## Task objective
Where a line in the entries below contains the word "allow", it counts; give the total by itself.

Collected data entries:

+ + +

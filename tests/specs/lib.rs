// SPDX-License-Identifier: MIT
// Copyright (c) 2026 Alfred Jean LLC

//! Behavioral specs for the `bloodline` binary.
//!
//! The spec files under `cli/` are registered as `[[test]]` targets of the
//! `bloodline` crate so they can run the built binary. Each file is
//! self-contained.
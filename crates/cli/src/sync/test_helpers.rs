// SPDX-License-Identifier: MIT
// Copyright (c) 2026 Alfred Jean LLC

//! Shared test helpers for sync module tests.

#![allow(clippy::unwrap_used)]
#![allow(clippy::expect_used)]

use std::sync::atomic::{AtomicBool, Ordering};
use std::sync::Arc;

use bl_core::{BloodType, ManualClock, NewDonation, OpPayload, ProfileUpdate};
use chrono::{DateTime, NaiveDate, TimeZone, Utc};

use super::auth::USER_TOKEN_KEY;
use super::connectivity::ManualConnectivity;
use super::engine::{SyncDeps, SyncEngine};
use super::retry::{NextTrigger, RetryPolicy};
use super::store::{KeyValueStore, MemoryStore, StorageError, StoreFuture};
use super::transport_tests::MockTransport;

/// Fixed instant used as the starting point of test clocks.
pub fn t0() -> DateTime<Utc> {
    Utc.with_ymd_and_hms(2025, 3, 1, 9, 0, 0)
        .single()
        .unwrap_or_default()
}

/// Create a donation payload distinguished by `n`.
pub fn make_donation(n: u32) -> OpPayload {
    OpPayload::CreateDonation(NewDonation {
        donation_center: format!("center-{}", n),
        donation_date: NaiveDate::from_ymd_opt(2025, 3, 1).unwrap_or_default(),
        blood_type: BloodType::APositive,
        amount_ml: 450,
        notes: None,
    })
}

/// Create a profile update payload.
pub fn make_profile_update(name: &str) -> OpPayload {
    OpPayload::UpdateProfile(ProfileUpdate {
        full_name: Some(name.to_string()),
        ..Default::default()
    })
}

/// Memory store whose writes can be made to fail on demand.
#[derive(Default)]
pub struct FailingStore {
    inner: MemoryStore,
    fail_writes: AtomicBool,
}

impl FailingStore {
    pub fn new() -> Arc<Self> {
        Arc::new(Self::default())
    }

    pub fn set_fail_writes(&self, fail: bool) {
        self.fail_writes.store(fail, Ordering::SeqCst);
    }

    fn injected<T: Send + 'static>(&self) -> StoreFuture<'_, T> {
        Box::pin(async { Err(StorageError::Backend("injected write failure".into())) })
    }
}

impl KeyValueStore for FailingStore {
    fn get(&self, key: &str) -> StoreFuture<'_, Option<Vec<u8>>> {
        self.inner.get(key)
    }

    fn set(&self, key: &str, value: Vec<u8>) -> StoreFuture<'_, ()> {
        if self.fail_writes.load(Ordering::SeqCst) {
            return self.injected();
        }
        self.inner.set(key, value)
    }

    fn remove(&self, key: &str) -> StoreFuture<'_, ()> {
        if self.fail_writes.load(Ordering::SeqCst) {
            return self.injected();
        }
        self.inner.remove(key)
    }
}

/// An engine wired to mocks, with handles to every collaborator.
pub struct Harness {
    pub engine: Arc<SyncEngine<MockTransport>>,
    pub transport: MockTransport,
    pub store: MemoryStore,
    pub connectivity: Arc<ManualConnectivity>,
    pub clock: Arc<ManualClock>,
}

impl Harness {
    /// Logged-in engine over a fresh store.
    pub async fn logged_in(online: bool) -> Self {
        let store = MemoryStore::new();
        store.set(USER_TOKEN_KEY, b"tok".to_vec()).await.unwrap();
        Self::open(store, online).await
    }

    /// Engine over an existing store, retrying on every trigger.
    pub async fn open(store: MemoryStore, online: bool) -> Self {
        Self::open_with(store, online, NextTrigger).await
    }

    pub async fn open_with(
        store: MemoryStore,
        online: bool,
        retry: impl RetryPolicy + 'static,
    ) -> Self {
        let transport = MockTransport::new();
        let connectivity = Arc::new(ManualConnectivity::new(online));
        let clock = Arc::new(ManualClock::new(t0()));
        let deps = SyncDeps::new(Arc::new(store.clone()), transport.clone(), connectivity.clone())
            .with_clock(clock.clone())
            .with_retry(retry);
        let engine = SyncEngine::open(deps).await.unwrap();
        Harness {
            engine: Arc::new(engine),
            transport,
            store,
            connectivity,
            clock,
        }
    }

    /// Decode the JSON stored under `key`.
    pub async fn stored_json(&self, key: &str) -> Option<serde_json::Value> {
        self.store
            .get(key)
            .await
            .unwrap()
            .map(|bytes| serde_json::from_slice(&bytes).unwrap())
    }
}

+ + +

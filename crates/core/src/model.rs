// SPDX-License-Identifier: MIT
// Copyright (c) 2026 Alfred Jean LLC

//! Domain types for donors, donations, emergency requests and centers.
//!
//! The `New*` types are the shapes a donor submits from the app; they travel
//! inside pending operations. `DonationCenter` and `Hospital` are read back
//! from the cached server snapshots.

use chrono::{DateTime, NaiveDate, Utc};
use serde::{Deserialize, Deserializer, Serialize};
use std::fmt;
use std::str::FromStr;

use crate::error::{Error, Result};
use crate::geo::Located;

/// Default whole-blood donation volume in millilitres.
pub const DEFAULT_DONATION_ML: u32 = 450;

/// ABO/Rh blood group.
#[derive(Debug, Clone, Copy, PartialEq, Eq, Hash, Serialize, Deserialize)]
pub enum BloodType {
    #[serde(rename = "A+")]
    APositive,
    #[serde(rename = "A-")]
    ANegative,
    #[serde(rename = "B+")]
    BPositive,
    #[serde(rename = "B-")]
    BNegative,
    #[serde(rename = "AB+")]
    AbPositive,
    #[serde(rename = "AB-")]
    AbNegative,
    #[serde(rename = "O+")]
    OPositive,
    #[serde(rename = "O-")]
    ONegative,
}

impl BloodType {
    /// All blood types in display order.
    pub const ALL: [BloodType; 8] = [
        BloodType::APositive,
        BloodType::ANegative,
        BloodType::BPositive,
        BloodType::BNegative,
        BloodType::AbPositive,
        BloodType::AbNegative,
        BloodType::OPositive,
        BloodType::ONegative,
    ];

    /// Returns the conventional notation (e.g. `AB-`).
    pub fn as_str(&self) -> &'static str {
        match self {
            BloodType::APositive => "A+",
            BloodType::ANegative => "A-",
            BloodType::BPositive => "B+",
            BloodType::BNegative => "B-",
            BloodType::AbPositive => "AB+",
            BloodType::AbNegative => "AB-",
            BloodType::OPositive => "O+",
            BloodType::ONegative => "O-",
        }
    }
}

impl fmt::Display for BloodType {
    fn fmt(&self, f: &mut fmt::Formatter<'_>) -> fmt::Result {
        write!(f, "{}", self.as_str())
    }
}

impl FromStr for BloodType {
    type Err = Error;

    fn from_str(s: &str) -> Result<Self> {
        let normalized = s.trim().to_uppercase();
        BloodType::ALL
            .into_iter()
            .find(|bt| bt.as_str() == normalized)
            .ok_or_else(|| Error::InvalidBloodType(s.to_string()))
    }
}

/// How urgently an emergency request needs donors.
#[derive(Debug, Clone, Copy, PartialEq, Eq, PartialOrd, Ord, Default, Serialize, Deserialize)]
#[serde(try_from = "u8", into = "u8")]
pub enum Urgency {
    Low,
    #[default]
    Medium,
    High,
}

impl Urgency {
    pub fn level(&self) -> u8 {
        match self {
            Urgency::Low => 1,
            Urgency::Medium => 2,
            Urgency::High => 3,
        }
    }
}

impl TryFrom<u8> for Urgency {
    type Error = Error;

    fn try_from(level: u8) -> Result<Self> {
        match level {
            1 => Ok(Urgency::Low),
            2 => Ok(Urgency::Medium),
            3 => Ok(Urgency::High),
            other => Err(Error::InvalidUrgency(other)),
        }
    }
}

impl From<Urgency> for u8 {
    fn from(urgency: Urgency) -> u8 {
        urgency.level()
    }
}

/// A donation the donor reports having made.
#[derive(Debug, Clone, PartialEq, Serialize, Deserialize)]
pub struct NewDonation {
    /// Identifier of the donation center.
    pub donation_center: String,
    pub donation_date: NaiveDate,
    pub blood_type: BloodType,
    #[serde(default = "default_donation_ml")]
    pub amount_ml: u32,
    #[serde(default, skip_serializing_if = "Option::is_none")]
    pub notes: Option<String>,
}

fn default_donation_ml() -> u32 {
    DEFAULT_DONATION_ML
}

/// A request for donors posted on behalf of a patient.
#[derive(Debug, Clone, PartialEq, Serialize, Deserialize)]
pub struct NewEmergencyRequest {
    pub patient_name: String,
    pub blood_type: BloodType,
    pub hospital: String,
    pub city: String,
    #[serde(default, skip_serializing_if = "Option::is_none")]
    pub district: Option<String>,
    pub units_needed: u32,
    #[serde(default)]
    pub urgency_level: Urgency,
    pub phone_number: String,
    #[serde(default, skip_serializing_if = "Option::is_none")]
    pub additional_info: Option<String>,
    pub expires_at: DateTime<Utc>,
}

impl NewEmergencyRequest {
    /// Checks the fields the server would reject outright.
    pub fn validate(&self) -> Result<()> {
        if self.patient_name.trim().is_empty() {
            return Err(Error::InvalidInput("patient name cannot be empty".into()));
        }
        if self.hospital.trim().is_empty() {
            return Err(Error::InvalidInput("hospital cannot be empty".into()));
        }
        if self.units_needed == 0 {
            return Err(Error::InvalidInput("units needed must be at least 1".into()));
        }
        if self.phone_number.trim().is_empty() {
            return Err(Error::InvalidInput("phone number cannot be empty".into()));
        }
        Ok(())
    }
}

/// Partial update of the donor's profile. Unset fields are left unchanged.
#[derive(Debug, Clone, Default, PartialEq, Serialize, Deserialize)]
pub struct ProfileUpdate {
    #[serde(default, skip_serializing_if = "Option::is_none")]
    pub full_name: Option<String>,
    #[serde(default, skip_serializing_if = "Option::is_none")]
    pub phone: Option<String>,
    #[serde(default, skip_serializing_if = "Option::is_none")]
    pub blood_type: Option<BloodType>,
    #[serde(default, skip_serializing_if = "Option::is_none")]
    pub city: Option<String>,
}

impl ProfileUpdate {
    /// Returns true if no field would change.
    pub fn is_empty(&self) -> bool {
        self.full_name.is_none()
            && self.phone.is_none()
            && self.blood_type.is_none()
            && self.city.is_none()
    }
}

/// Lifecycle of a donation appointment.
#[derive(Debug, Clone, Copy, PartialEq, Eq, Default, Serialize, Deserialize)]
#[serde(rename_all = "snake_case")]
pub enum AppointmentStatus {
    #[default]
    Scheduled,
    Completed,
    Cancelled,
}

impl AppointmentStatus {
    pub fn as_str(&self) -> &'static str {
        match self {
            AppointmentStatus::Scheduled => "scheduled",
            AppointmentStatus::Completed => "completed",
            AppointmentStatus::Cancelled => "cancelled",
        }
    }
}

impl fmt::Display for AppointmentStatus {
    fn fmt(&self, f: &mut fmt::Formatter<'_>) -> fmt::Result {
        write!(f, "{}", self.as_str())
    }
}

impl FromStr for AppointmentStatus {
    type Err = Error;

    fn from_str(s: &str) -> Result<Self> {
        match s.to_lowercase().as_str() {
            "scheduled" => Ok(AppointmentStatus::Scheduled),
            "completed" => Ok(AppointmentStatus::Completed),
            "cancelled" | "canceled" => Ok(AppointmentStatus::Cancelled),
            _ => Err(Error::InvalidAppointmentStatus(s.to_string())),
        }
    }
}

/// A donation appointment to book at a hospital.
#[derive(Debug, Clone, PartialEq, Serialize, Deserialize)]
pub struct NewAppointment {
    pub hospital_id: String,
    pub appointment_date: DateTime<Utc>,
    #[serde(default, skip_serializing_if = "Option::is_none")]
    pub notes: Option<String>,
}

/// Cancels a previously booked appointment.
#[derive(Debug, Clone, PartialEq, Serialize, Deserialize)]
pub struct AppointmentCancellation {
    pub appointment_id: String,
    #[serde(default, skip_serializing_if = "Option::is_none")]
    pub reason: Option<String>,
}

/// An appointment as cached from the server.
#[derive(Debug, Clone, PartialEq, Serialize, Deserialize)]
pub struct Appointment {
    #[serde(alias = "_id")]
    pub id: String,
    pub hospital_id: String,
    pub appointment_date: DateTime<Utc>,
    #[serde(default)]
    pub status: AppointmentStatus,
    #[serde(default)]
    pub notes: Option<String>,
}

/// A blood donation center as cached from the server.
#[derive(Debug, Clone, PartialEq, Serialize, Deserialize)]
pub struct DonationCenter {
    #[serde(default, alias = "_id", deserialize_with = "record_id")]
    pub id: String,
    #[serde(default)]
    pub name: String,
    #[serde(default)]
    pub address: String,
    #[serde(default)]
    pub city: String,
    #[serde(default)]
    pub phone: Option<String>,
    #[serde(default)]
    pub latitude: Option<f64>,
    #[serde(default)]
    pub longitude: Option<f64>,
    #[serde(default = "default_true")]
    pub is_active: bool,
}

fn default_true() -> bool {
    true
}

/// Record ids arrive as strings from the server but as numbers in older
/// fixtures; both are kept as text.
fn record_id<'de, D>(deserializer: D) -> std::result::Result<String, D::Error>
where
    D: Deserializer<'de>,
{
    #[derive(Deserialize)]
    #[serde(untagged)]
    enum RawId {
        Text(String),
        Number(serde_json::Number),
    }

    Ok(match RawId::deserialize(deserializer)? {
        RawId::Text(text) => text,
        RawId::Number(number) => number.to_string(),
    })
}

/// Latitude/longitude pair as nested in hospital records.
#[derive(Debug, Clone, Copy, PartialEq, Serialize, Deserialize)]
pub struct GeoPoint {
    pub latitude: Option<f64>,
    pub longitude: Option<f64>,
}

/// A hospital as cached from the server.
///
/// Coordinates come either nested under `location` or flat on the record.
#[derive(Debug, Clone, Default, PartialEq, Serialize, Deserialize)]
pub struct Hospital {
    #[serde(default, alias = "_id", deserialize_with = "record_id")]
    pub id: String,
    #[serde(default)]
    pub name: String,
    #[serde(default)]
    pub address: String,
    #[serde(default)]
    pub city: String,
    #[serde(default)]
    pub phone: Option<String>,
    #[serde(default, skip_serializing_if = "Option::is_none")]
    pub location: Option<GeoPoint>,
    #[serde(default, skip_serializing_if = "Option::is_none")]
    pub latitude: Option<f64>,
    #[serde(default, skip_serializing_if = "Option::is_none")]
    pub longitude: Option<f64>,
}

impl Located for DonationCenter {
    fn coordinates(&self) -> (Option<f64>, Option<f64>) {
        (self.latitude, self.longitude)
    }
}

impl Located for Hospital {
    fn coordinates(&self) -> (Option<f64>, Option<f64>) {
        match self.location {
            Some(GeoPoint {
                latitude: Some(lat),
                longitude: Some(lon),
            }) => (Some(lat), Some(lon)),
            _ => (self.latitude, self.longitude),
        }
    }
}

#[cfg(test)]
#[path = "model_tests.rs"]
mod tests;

+ + +

## Result for this task
2